Rare-earth-free EV motors blog

Permanent magnet (PM) motors, using heavy rare-earth elements like Neodymium, Terbium, and Dysprosium, have been the go to choice for electric vehicle (EV) motors due to their efficiency and power density. However, complex extraction processes and limited supply chains have led to price volatility. To overcome these challenges, the e-Mobility industry is increasingly focusing on developing rare-earth-free electric motors. These motors aim to achieve higher speed, power density, and voltage at a lower cost, reducing reliance on rare-earth elements and promoting a sustainable future for electric transportation, and real-time simulation and testing tools solutions Typhoon HIL aid their development. Read this blog article to learn more.

Introduction | The current landscape of EV motors

Motors built with permanent magnets (PM) have been widely considered the state-of-the-art solution for electric vehicles (EV). Currently, these motors are used in more than 90% of EVs due to their high efficiency and power density.

The magnets used to build these motors are made of heavy rare-earth elements such as Neodymium, Terbium, and Dysprosium. Rare-earth elements have complex extraction processes in comparison with other minerals. This results in price volatility and a limited supply chain, bringing some specific challenges to the manufacturing process of PM motors. In response to this, developing rare-earth-free electric motors which can achieve higher speed, power density, and voltage at a lower cost has been a rising trend in the e-Mobility industry.

e-Mobility Trends | Motor technologies free of rare-earth metals

With the need to replace PM-based motors, the automotive industry is exploring different technologies that are readily available and environmentally friendly.
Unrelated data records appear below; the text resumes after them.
//! YM2413 to the OPL family
//!
//! OPLL patches are loaded into the matching OPL channels. In rhythm mode
//! channels 7-9 take the rhythm patches with the per-drum levels, and the
//! OPLL rhythm register maps bit for bit onto 0xBD.

use super::{destination, ChipWriter};
use crate::chips::{ChipDescriptor, ChipKind};
use crate::converter::buffer::RegisterShadow;
use crate::converter::voice::opll::{RHYTHM_BD, RHYTHM_HH_SD, RHYTHM_TOM_CYM};
use crate::converter::voice::{OplSlot, OplVoice, OpllSlot, OpllVoice};
use crate::converter::{Converter, Diagnostics};
use crate::vgm::{Command, WriteRegister};

pub fn clock_ratio(_from: ChipKind, to: ChipKind) -> f64 {
    match to {
        ChipKind::Ymf262 => 4.0,
        _ => 1.0,
    }
}

fn opl_slot(s: &OpllSlot, tl: u8) -> OplSlot {
    OplSlot {
        am: s.am,
        pm: s.pm,
        eg: s.eg,
        kr: s.kr,
        ml: s.ml,
        kl: s.kl,
        tl: tl & 0x3F,
        ar: s.ar,
        dr: s.dr,
        sl: s.sl,
        rr: s.rr,
        ws: u8::from(s.wf != 0),
    }
}

pub struct Ym2413ToOplConverter {
    from: ChipDescriptor,
    to: ChipDescriptor,
    out: ChipWriter,
    regs: RegisterShadow,
    rhythm: bool,
}

impl Ym2413ToOplConverter {
    pub fn new(from: ChipDescriptor, to: ChipKind) -> Self {
        let to = destination(&from, to, clock_ratio(from.kind, to));
        Self {
            from,
            to,
            out: ChipWriter::new(&to),
            regs: RegisterShadow::new(1),
            rhythm: false,
        }
    }

    /// Load `voice` on channel `ch`; levels default to the patch's own
    fn set_voice(&mut self, ch: u8, voice: &OpllVoice, mod_tl: Option<u8>, car_tl: u8, con: u8) {
        let [m, c] = &voice.slots;
        let opl = OplVoice {
            fb: voice.fb,
            con,
            slots: [opl_slot(m, mod_tl.unwrap_or(m.tl)), opl_slot(c, car_tl)],
        };
        let stereo = if self.to.kind == ChipKind::Ymf262 { 0xF0 } else { 0 };
        for (addr, data) in opl.registers(ch) {
            let data = if addr == 0xC0 + ch { stereo | data } else { data };
            self.out.write(addr, data);
        }
    }

    fn update_instrument(&mut self, ch: u8) {
        if self.rhythm && ch >= 6 {
            let level = |v: u8| (v & 0x0F) << 1;
            match ch {
                6 => {
                    let r = self.regs.value(0, 0x36);
                    self.set_voice(6, &OpllVoice::rom(RHYTHM_BD), None, level(r), 0);
                }
                7 => {
                    let r = self.regs.value(0, 0x37);
                    self.set_voice(7, &OpllVoice::rom(RHYTHM_HH_SD), Some(level(r >> 4)), level(r), 1);
                }
                _ => {
                    let r = self.regs.value(0, 0x38);
                    self.set_voice(8, &OpllVoice::rom(RHYTHM_TOM_CYM), Some(level(r >> 4)), level(r), 1);
                }
            }
            return;
        }
        let iv = self.regs.value(0, 0x30 + ch);
        let voice = match iv >> 4 {
            0 => self.user_voice(),
            inst => OpllVoice::rom(inst as usize),
        };
        self.set_voice(ch, &voice, None, (iv & 0x0F) << 2, 0);
    }

    fn user_voice(&self) -> OpllVoice {
        let mut image = [0u8; 8];
        for (i, b) in image.iter_mut().enumerate() {
            *b = self.regs.value(0, i as u8);
        }
        OpllVoice::from_bytes(&image)
    }

    fn update_freq(&mut self, ch: u8) {
        let fl = self.regs.value(0, 0x10 + ch);
        let fh = self.regs.value(0, 0x20 + ch);
        // 9-bit F-number becomes 10 bits; key and block shift up one
        self.out.write(0xB0 + ch, ((fh & 0x1F) << 1) | (fl >> 7));
        self.out.write(0xA0 + ch, (fl & 0x7F) << 1);
    }

    fn convert_write(&mut self, w: &WriteRegister) {
        let (a, d) = (w.addr, w.data);
        self.regs.set(0, a, d);
        match a {
            0x00..=0x07 => {
                for ch in 0..9 {
                    let melodic = !(self.rhythm && ch >= 6);
                    if melodic && self.regs.value(0, 0x30 + ch) >> 4 == 0 {
                        self.update_instrument(ch);
                    }
                }
            }
            0x0E => {
                let rhythm = d & 0x20 != 0;
                if rhythm != self.rhythm {
                    self.rhythm = rhythm;
                    for ch in 6..9 {
                        self.update_instrument(ch);
                    }
                }
                self.out.write(0xBD, 0xC0 | (d & 0x3F));
            }
            0x10..=0x18 => self.update_freq(a - 0x10),
            0x20..=0x28 => self.update_freq(a - 0x20),
            0x30..=0x38 => self.update_instrument(a - 0x30),
            _ => {}
        }
    }
}

impl Converter for Ym2413ToOplConverter {
    fn source(&self) -> &ChipDescriptor {
        &self.from
    }

    fn destination(&self) -> &ChipDescriptor {
        &self.to
    }

    fn initial_commands(&mut self) -> Vec<Command> {
        // waveform select enable
        self.out.force(0x01, 0x20);
        self.out.commit()
    }

    fn convert(&mut self, cmd: &Command, _diag: &mut dyn Diagnostics) -> Vec<Command> {
        match cmd.write_for(ChipKind::Ym2413, self.from.index) {
            Some(w) => {
                self.convert_write(w);
                self.out.commit()
            }
            None => vec![cmd.clone()],
        }
    }
}

#[cfg(test)]
mod tests {
    use super::*;
    use crate::converter::chip::testing::{last, writes, writes0};

    fn opll(addr: u8, data: u8) -> Command {
        Command::write(ChipKind::Ym2413, 0, 0, addr, data)
    }

    fn converter(to: ChipKind) -> Ym2413ToOplConverter {
        Ym2413ToOplConverter::new(ChipDescriptor::new(ChipKind::Ym2413, 3579545.0), to)
    }

    #[test]
    fn test_frequency_widens_fnum() {
        let mut conv = converter(ChipKind::Ym3812);
        assert_eq!(writes0(&mut conv, &[opll(0x10, 0xAC)]), vec![(0xB0, 0x01), (0xA0, 0x58)]);
        assert_eq!(writes0(&mut conv, &[opll(0x20, 0x19)]), vec![(0xB0, 0x33)]);
    }

    #[test]
    fn test_instrument_and_volume() {
        let mut conv = converter(ChipKind::Ymf262);
        assert_eq!(conv.destination().clock, 14318180.0);
        let out = writes(&mut conv, &[opll(0x30, 0x35)]);
        // piano modulator keeps its KSL and level, carrier follows volume
        assert_eq!(last(&out, 0, 0x40), Some(0x99));
        assert_eq!(last(&out, 0, 0x43), Some(20));
        assert_eq!(last(&out, 0, 0xC0), Some(0xF0));
    }

    #[test]
    fn test_rhythm_mode_loads_drum_patches() {
        let mut conv = converter(ChipKind::Ym3812);
        writes(&mut conv, &[opll(0x37, 0x53)]);
        let out = writes(&mut conv, &[opll(0x0E, 0x21)]);
        // hi-hat level on the modulator, snare on the carrier
        assert_eq!(last(&out, 0, 0x51), Some(10));
        assert_eq!(last(&out, 0, 0x54), Some(6));
        assert_eq!(last(&out, 0, 0xC7), Some(1));
        assert_eq!(out.last(), Some(&(0, 0xBD, 0xE1)));
    }

    #[test]
    fn test_user_voice_edit_reloads_channels() {
        let mut conv = converter(ChipKind::Ym3812);
        writes(&mut conv, &[opll(0x30, 0x00)]);
        let out = writes(&mut conv, &[opll(0x00, 0x21)]);
        assert_eq!(last(&out, 0, 0x20), Some(0x21));
    }
}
Some rare-earth-free motors that have been widely researched are switched reluctance motors (SRMs) and rare-earth-free internal permanent magnet synchronous motors (IPMSMs).

Switched Reluctance Motors (SRMs)

SRMs feature stators that contain windings, while the rotor itself is simply made of steel shaped into salient poles. These motors work on the principle of variable reluctance. The rotor tends to align to the lowest reluctance lane, so a position sensor is used to measure the angle of the rotor shaft and inform the controller to switch the stator windings.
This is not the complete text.